impl<Src, S, R, M, K> DdlCoordinator<Src, S, R, M, K>
where
    Src: DdlJobSource,
    S: SchemaStore,
    R: RedoDdlManager,
    M: RedoMetaManager,
    K: DdlSink,
{
    /// Creates the coordinator of a changefeed.
    ///
    /// Fails when the downstream cannot apply changes in commit order or when the redo
    /// collaborators disagree with the configuration.
    pub fn new(
        options: CoordinatorOptions,
        source: Src,
        schema: S,
        redo_ddl: R,
        redo_meta: M,
        sink: K,
    ) -> CdcResult<Self> {
        if !options.downstream.is_commit_ordered() {
            bail!(
                ErrorKind::UnsupportedDownstream,
                "DDL coordination requires a commit ordered downstream",
                format!(
                    "changefeed {} replicates to {}",
                    options.changefeed_id, options.downstream
                )
            );
        }

        if options.redo_enabled != redo_ddl.enabled() || options.redo_enabled != redo_meta.enabled()
        {
            bail!(
                ErrorKind::ConfigError,
                "Redo log managers do not match the redo configuration",
                format!(
                    "redo enabled in config: {}, ddl manager: {}, meta manager: {}",
                    options.redo_enabled,
                    redo_ddl.enabled(),
                    redo_meta.enabled()
                )
            );
        }

        if options.table_barrier_limit == 0 {
            bail!(
                ErrorKind::ConfigError,
                "Table barrier limit must be greater than zero"
            );
        }

        info!(
            changefeed_id = %options.changefeed_id,
            start_ts = options.start_ts,
            checkpoint_ts = options.checkpoint_ts,
            one_way_mode = options.one_way_mode,
            downstream = %options.downstream,
            redo_enabled = options.redo_enabled,
            "created ddl coordinator"
        );

        Ok(Self {
            changefeed_id: options.changefeed_id,
            start_ts: options.start_ts,
            checkpoint_ts: options.checkpoint_ts,
            table_checkpoint: BTreeMap::new(),
            ddl_resolved_ts: options.checkpoint_ts,
            one_way_mode: options.one_way_mode,
            table_barrier_limit: options.table_barrier_limit,
            source,
            schema,
            redo_ddl,
            redo_meta,
            sink,
            pending: PendingDdls::default(),
            unlogged_ddl: VecDeque::new(),
            executing_ddl: None,
            just_sent_ddl: None,
            cache: TableCache::default(),
        })
    }

    /// Runs one coordination round.
    ///
    /// Must not be called concurrently. The returned physical table ids are the tables the
    /// changefeed watches at the snapshot ts of this round, before any job pulled in this
    /// round is applied.
    ///
    /// # Panics
    ///
    /// Panics when `checkpoint_ts` is past the commit ts of the next DDL to execute. The
    /// checkpoint bookkeeping upstream is then corrupted and the changefeed must not go on.
    pub async fn tick(
        &mut self,
        checkpoint_ts: Ts,
        table_checkpoints: &BTreeMap<TableName, Ts>,
    ) -> CdcResult<TickOutput> {
        self.just_sent_ddl = None;
        self.update_checkpoint_ts(checkpoint_ts, table_checkpoints);

        let snapshot_ts = self.snapshot_ts();
        let tables = self.cache.tables(&self.schema, snapshot_ts).await?;
        if self.executing_ddl.is_none() {
            self.sink.emit_checkpoint_ts(self.checkpoint_ts, tables);
        }

        let physical_table_ids = self
            .cache
            .physical_table_ids(&self.schema, snapshot_ts)
            .await?
            .to_vec();

        self.handle_ddl_jobs().await?;
        self.advance_ddl_resolved_ts().await?;

        if let Some(next_ddl) = self.next_ddl() {
            if self.checkpoint_ts > next_ddl.commit_ts {
                error!(
                    changefeed_id = %self.changefeed_id,
                    checkpoint_ts = self.checkpoint_ts,
                    commit_ts = next_ddl.commit_ts,
                    query = %next_ddl.query,
                    "checkpoint ts is greater than the commit ts of the next ddl"
                );
                panic!(
                    "checkpoint ts {} is greater than the commit ts {} of the next ddl",
                    self.checkpoint_ts, next_ddl.commit_ts
                );
            }

            if gate::should_execute(&self.gate_input(), next_ddl.commit_ts) {
                info!(
                    changefeed_id = %self.changefeed_id,
                    commit_ts = next_ddl.commit_ts,
                    checkpoint_ts = self.checkpoint_ts,
                    query = %next_ddl.query,
                    "execute a ddl event"
                );

                if self.executing_ddl.is_none() {
                    self.executing_ddl = Some(next_ddl);
                    self.cache.invalidate();
                }

                self.execute_ddl().await?;
            }
        }

        let (min_table_barrier_ts, barrier) = self.barrier();

        Ok(TickOutput {
            physical_table_ids,
            min_table_barrier_ts,
            barrier,
        })
    }

    /// Returns the DDL currently being applied downstream.
    pub fn executing_ddl(&self) -> Option<&DdlEvent> {
        self.executing_ddl.as_ref()
    }

    /// Returns the number of DDL events waiting in all table queues.
    pub fn pending_ddl_count(&self) -> usize {
        self.pending.len()
    }

    pub fn ddl_resolved_ts(&self) -> Ts {
        self.ddl_resolved_ts
    }

    pub fn checkpoint_ts(&self) -> Ts {
        self.checkpoint_ts
    }

    pub fn table_checkpoint(&self, table_name: &TableName) -> Option<Ts> {
        self.table_checkpoint.get(table_name).copied()
    }

    pub fn schema(&self) -> &S {
        &self.schema
    }

    pub fn sink(&self) -> &K {
        &self.sink
    }

    fn update_checkpoint_ts(
        &mut self,
        checkpoint_ts: Ts,
        table_checkpoints: &BTreeMap<TableName, Ts>,
    ) {
        self.checkpoint_ts = checkpoint_ts;
        self.table_checkpoint
            .retain(|table_name, _| table_checkpoints.contains_key(table_name));
        self.table_checkpoint.extend(
            table_checkpoints
                .iter()
                .map(|(table_name, ts)| (table_name.clone(), *ts)),
        );
    }

    /// Returns the ts at which the watched tables are listed.
    fn snapshot_ts(&self) -> Ts {
        if self.checkpoint_ts == self.start_ts.saturating_add(1) && self.executing_ddl.is_none() {
            debug!(
                changefeed_id = %self.changefeed_id,
                start_ts = self.start_ts,
                checkpoint_ts = self.checkpoint_ts,
                "changefeed just started, listing tables at start ts"
            );
            return self.start_ts;
        }

        if self.one_way_mode {
            return self.ddl_resolved_ts;
        }

        self.checkpoint_ts
    }

    /// Drains the DDL stream, applying every job and queueing the admitted events.
    async fn handle_ddl_jobs(&mut self) -> CdcResult<()> {
        // Events left over by a failed redo write come before anything still in the stream.
        self.log_admitted_ddl().await?;

        while let Some(job) = self.source.pop_front_ddl() {
            info!(
                changefeed_id = %self.changefeed_id,
                job_id = job.id,
                commit_ts = job.commit_ts,
                action = %job.action,
                query = %job.query,
                "handle a ddl job"
            );

            let events = self.schema.build_ddl_events(&job)?;
            self.schema.handle_ddl(&job)?;
            self.cache.invalidate();

            for event in events {
                if self.one_way_mode {
                    info!(
                        changefeed_id = %self.changefeed_id,
                        commit_ts = event.commit_ts,
                        query = %event.query,
                        "changefeed is in one-way mode, skip a ddl event"
                    );
                    continue;
                }

                if self
                    .schema
                    .is_ineligible_table_id(event.table_name().table_id)
                {
                    warn!(
                        changefeed_id = %self.changefeed_id,
                        commit_ts = event.commit_ts,
                        table = %event.table_name(),
                        query = %event.query,
                        "ignore the ddl event of an ineligible table"
                    );
                    continue;
                }

                self.unlogged_ddl.push_back(event);
            }

            self.log_admitted_ddl().await?;
        }

        Ok(())
    }

    /// Writes admitted events to the redo log, queueing each one only once it is logged.
    ///
    /// An event whose write fails stays unlogged and is written again by the next tick.
    async fn log_admitted_ddl(&mut self) -> CdcResult<()> {
        while let Some(event) = self.unlogged_ddl.front() {
            if self.redo_ddl.enabled() {
                self.redo_ddl.emit_ddl_event(event).await?;
            }

            if let Some(event) = self.unlogged_ddl.pop_front() {
                self.pending.push(event)?;
            }
        }

        Ok(())
    }

    /// Advances the resolved ts view, never past what the redo log acknowledged.
    async fn advance_ddl_resolved_ts(&mut self) -> CdcResult<()> {
        let mut resolved_ts = self.source.resolved_ts();
        self.schema.advance_resolved_ts(resolved_ts);

        if self.redo_ddl.enabled() {
            self.redo_ddl.update_resolved_ts(resolved_ts).await?;
            resolved_ts = resolved_ts.min(self.redo_ddl.resolved_ts());
        }

        if resolved_ts > self.ddl_resolved_ts {
            self.ddl_resolved_ts = resolved_ts;
        }

        Ok(())
    }

    /// Returns the executing DDL, or else the oldest pending one.
    fn next_ddl(&mut self) -> Option<DdlEvent> {
        if let Some(executing_ddl) = &self.executing_ddl {
            return Some(executing_ddl.clone());
        }

        self.pending.next().cloned()
    }

    fn gate_input(&self) -> GateInput {
        let redo_checkpoint_ts = self
            .redo_meta
            .enabled()
            .then(|| self.redo_meta.flushed_meta().checkpoint_ts);

        GateInput {
            checkpoint_ts: self.checkpoint_ts,
            redo_checkpoint_ts,
            ddl_resolved_ts: self.ddl_resolved_ts,
        }
    }

    /// Hands the executing DDL to the sink and retires it once the sink reports it done.
    async fn execute_ddl(&mut self) -> CdcResult<()> {
        let Some(executing_ddl) = &self.executing_ddl else {
            return Ok(());
        };

        if cdc_fail_point_active(EXECUTE_DDL_NOT_DONE) {
            debug!(
                changefeed_id = %self.changefeed_id,
                commit_ts = executing_ddl.commit_ts,
                "ddl held back by fail point"
            );
            return Ok(());
        }
        cdc_fail_point(BEFORE_EMIT_DDL)?;

        if !self.sink.emit_ddl_event(executing_ddl).await? {
            return Ok(());
        }

        let Some(executed_ddl) = self.executing_ddl.take() else {
            return Ok(());
        };

        let table_name = executed_ddl.table_name();
        match self.pending.pop_front(table_name) {
            Some(head) if head.commit_ts == executed_ddl.commit_ts => {}
            head => {
                return Err(cdc_error!(
                    ErrorKind::InvalidState,
                    "Executed DDL is not the head of its table queue",
                    format!(
                        "executed ddl at {} on {}, queue head was {:?}",
                        executed_ddl.commit_ts,
                        table_name,
                        head.map(|head| head.commit_ts)
                    )
                ));
            }
        }

        info!(
            changefeed_id = %self.changefeed_id,
            commit_ts = executed_ddl.commit_ts,
            table = %table_name,
            query = %executed_ddl.query,
            "execute a ddl event successfully"
        );

        self.schema.do_gc(executed_ddl.commit_ts.saturating_sub(1));
        self.just_sent_ddl = Some(executed_ddl);

        Ok(())
    }

    /// Computes the barrier of this tick and forgets the DDL that finished in it.
    fn barrier(&mut self) -> (Ts, Barrier) {
        let events = self.pending.heads().chain(self.just_sent_ddl.as_ref());
        let barrier = compute_barrier(events, self.ddl_resolved_ts, self.table_barrier_limit);
        self.just_sent_ddl = None;

        barrier
    }
}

■ **WORK TO BE COMPLETED**
Look through the entries above, and wherever a line holds the word "Panics", copy it.

■ **WRITTEN ANSWER**
    /// # Panics
    /// Panics when `checkpoint_ts` is past the commit ts of the next DDL to execute. The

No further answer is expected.